Old wives tales swear by many natural remedies as a quick fix to 24-hour bugs and common illnesses, but none of which have been scientifically proven to have any sort of impact. A comforting meal and hydration boost can go a long way when it comes to feeling psychologically better, but as British Dietetic Association spokesperson Aisling Pigott explained, not everything your nana has taught you will actually help out when under the weather.
Here are four foods that have been said to cure ailments – and whether or not you should stock up your home with them next time temperatures drop. If you introduce the successful ones into your daily menu, you can prevent, ease and even treats colds before you could say “Gesundheit.”

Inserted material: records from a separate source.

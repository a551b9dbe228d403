use crate::addr::FlashAddr;
use crate::device::Device;
use crate::leap::{Calibration, FlashCommand};
use crate::opcode::{self, SPM};
use crate::sim::{LeapRecord, SimMcu};
use crate::ProgramMemory;
use block_protocol::Transport;
use std::collections::VecDeque;
use std::string::String;
use std::vec::Vec;

mod image;
mod page;
mod replacer;

/// Flash image without any simulation behind it.
struct Flash(Vec<u8>);

impl Flash {
    fn erased() -> Self {
        Self(std::vec![0xFF; Device::ATMEGA1284P.flash_size as usize])
    }

    fn put(&mut self, addr: u32, words: &[u16]) -> &mut Self {
        for (i, word) in words.iter().enumerate() {
            let at = addr as usize + i * 2;
            self.0[at..at + 2].copy_from_slice(&word.to_le_bytes());
        }
        self
    }
}

impl ProgramMemory for Flash {
    fn read_word(&self, addr: FlashAddr) -> u16 {
        let at = addr.byte() as usize;
        u16::from_le_bytes([self.0[at], self.0[at + 1]])
    }
}

fn sts_sequence(r: u8) -> [u16; 3] {
    [opcode::sts(r), consts::SPMCSR_MEM, SPM]
}

fn out_sequence(r: u8) -> [u16; 2] {
    [opcode::out(consts::SPMCSR_IO, r), SPM]
}

fn addr(byte: u32) -> FlashAddr {
    FlashAddr::from_byte(byte)
}

/// Simulated ATmega1284P with an `sts` sequence using `r24` at each of `at`.
fn sim_with_sequences(at: &[u32]) -> SimMcu {
    let mut mcu = SimMcu::atmega1284p();
    for &a in at {
        mcu.load_words(addr(a), &sts_sequence(24));
    }
    mcu
}

/// Same layout as the ATmega1284P with a 3-byte program counter and 256 KiB of flash.
fn wide_device() -> Device {
    Device {
        flash_size: 0x4_0000,
        boot_start: addr(0x3_F800),
        boot_end: addr(0x4_0000),
        scan_start: addr(0x3_F800),
        scan_end: addr(0x3_FFFE),
        guard_page: addr(0x3_FF00),
        pc_bytes: 3,
        calibration: Calibration { sts: 45, out: 44 },
        ..Device::ATMEGA1284P
    }
}

fn commands(log: &[LeapRecord]) -> Vec<Option<FlashCommand>> {
    log.iter().map(|record| record.command).collect()
}

/// Targets of the leaps running `command`, in call order.
fn targets_of(log: &[LeapRecord], command: FlashCommand) -> Vec<u32> {
    log.iter()
        .filter(|record| record.command == Some(command))
        .map(|record| record.target.byte())
        .collect()
}

#[derive(Default)]
struct Link {
    rx: VecDeque<u8>,
    tx: Vec<u8>,
}

impl Link {
    fn with_input(bytes: &[u8]) -> Self {
        Self {
            rx: bytes.iter().copied().collect(),
            tx: Vec::new(),
        }
    }

    fn lines(&self) -> Vec<String> {
        let text = String::from_utf8_lossy(&self.tx);
        text.split_terminator("\r\n").map(String::from).collect()
    }
}

impl Transport for Link {
    fn send_byte(&mut self, byte: u8) {
        self.tx.push(byte);
    }

    fn receive_byte(&mut self) -> u8 {
        self.rx.pop_front().expect("test input exhausted")
    }

    fn receive_byte_timeout(&mut self, _timeout_ms: u16) -> Option<u8> {
        self.rx.pop_front()
    }
}
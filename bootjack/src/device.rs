// SPDX-FileCopyrightText: 2024 Foundation Devices, Inc. <hello@foundationdevices.com>
// SPDX-License-Identifier: GPL-3.0-or-later

use crate::addr::FlashAddr;
use crate::leap::Calibration;
use consts::PAGE_SIZE;

/// Layout and timing of the target microcontroller.
///
/// [`Device::ATMEGA1284P`] is built from the `consts` crate. Other values only exist so that
/// the simulator can model variants such as a 3-byte program counter.
#[derive(Clone, Copy, Debug, Eq, PartialEq)]
#[cfg_attr(feature = "defmt", derive(defmt::Format))]
pub struct Device {
    /// Size of program flash in bytes.
    pub flash_size: u32,
    /// First byte of the boot section. Replacement pages are written from here upwards.
    pub boot_start: FlashAddr,
    /// One past the last byte of the boot section.
    pub boot_end: FlashAddr,
    /// Range searched for the self-programming sequence.
    pub scan_start: FlashAddr,
    pub scan_end: FlashAddr,
    /// Page receiving the guard copy of the sequence.
    pub guard_page: FlashAddr,
    /// Bytes of a return address on the stack, 2 or 3.
    pub pc_bytes: u8,
    /// Data-space address of SPMCSR as encoded in the factory `sts`.
    pub spmcsr_mem: u16,
    /// I/O address of SPMCSR as encoded in the factory `out`.
    pub spmcsr_io: u8,
    pub calibration: Calibration,
}

impl Device {
    pub const ATMEGA1284P: Device = Device {
        flash_size: consts::FLASH_SIZE,
        boot_start: FlashAddr::from_byte(consts::BOOT_SECTION_START),
        boot_end: FlashAddr::from_byte(consts::BOOT_SECTION_END),
        scan_start: FlashAddr::from_byte(consts::SCAN_START),
        scan_end: FlashAddr::from_byte(consts::SCAN_END),
        guard_page: FlashAddr::from_byte(consts::GUARD_PAGE),
        pc_bytes: consts::PC_BYTES,
        spmcsr_mem: consts::SPMCSR_MEM,
        spmcsr_io: consts::SPMCSR_IO,
        calibration: Calibration::ATMEGA1284P,
    };

    /// Number of pages in the boot section.
    pub fn boot_pages(&self) -> usize {
        (self.boot_end.byte() - self.boot_start.byte()) as usize / PAGE_SIZE
    }

    /// Address of the `index`-th page of the boot section.
    pub fn boot_page(&self, index: usize) -> FlashAddr {
        self.boot_start.offset((index * PAGE_SIZE) as u32)
    }

    /// Index of the boot page starting at `addr`, if it is one.
    pub fn boot_page_index(&self, addr: FlashAddr) -> Option<usize> {
        if !addr.is_page_aligned() || !self.in_boot_section(addr) {
            return None;
        }
        Some((addr.byte() - self.boot_start.byte()) as usize / PAGE_SIZE)
    }

    pub fn in_boot_section(&self, addr: FlashAddr) -> bool {
        self.boot_start <= addr && addr < self.boot_end
    }
}

impl Default for Device {
    fn default() -> Self {
        Self::ATMEGA1284P
    }
}
// SPDX-FileCopyrightText: 2024 Foundation Devices, Inc. <hello@foundationdevices.com>
// SPDX-License-Identifier: GPL-3.0-or-later

#![no_std]
#![no_main]

mod avr;
mod uart;
mod watchdog;

use avr::Avr;
use block_protocol::Transport;
use bootjack::{BootImage, BootImageReplacer, BootStatus, Device, ScanOptions};
use defmt::{error, info};
use panic_halt as _;
use uart::Usart0;
use watchdog::Timeout;

mod new_boot {
    include!(concat!(env!("OUT_DIR"), "/new_boot.rs"));
}

mod dummy_logging {
    #[defmt::global_logger]
    struct Logger;

    unsafe impl defmt::Logger for Logger {
        fn acquire() {}

        unsafe fn flush() {}

        unsafe fn release() {}

        unsafe fn write(_bytes: &[u8]) {}
    }
}

fn scan_options() -> ScanOptions {
    ScanOptions {
        skip_count: if cfg!(feature = "skip-decoy") { 1 } else { 0 },
        ..ScanOptions::default()
    }
}

#[avr_device::entry]
fn main() -> ! {
    let Some(dp) = avr_device::atmega1284p::Peripherals::take() else {
        watchdog::soft_reset();
    };

    watchdog::enable(Timeout::HANG_GUARD);

    let mut link = Usart0::new(dp.USART0);
    // SAFETY: the only instance, created once.
    let mcu = unsafe { Avr::steal() };
    let replacer = BootImageReplacer::new(mcu, Device::ATMEGA1284P, scan_options());

    #[cfg(feature = "interactive")]
    let replacer = match link.receive_byte_timeout(consts::SESSION_TIMEOUT_MS) {
        Some(first) => {
            interactive(replacer, &mut link, first);
            watchdog::soft_reset();
        }
        None => replacer,
    };

    let status = replace_from_image(replacer, &mut link);
    if status.is_success() {
        info!("Boot section replaced");
    } else {
        error!("Boot section replacement failed: {}", status);
    }

    watchdog::soft_reset();
}

fn replace_from_image(mut replacer: BootImageReplacer<Avr>, link: &mut Usart0) -> BootStatus {
    let image = match BootImage::verified(&new_boot::NEW_BOOT, new_boot::NEW_BOOT_CRC) {
        Ok(image) => image,
        Err(e) => {
            error!("Built-in image rejected: {}", e);
            let status = BootStatus::InvalidImage;
            link.send_line(status.token());
            return status;
        }
    };
    info!("Writing {} pages", new_boot::NEW_BOOT_PAGES);
    replacer.replace(&image, link)
}

#[cfg(feature = "interactive")]
fn interactive(replacer: BootImageReplacer<Avr>, link: &mut Usart0, first: u8) {
    use block_protocol::{Command, Poll, Session};
    use bootjack::InteractiveTarget;

    info!("Block upload session");
    let mut target = InteractiveTarget::new(replacer);
    let mut session = Session::new();
    let mut poll = session.handle(Command::from(first), link, &mut target);
    while poll == Poll::Continue {
        poll = session.poll(link, &mut target);
    }
    info!("Session closed after {} blocks", target.blocks());
}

Pigott explains that “garlic contains a compound called allicin, which has been shown to be beneficial for the immune system. However, the way in which garlic is processed can affect the potency of allicin.” Therefore, instead of grating the garlic or sauteeing it, it is best to crush, slice or dice it. That way, the biggest benefits would be reaped.
Although high in sugar, it has been proven that those who increase their zinc lozenges intake easily cure of coughing, nasal congestion, and a sore throat. Thus, eating more lamb, beef, seafood, and pumpkin seeds may assist more.
Little evidence supports the notion that honey soothes sore throats and suppresses coughs. Moreover, honey has been found unsuitable for children under one, as it could increase their chances of getting botulism.
Although it is vital for a properly functioning immune system, Vitamin C has only been interlinked to reducing the length of colds – not preventing them. The citrus fruit in which the vitamin has proved to ease digestion, congestion and was found to be generally soothing.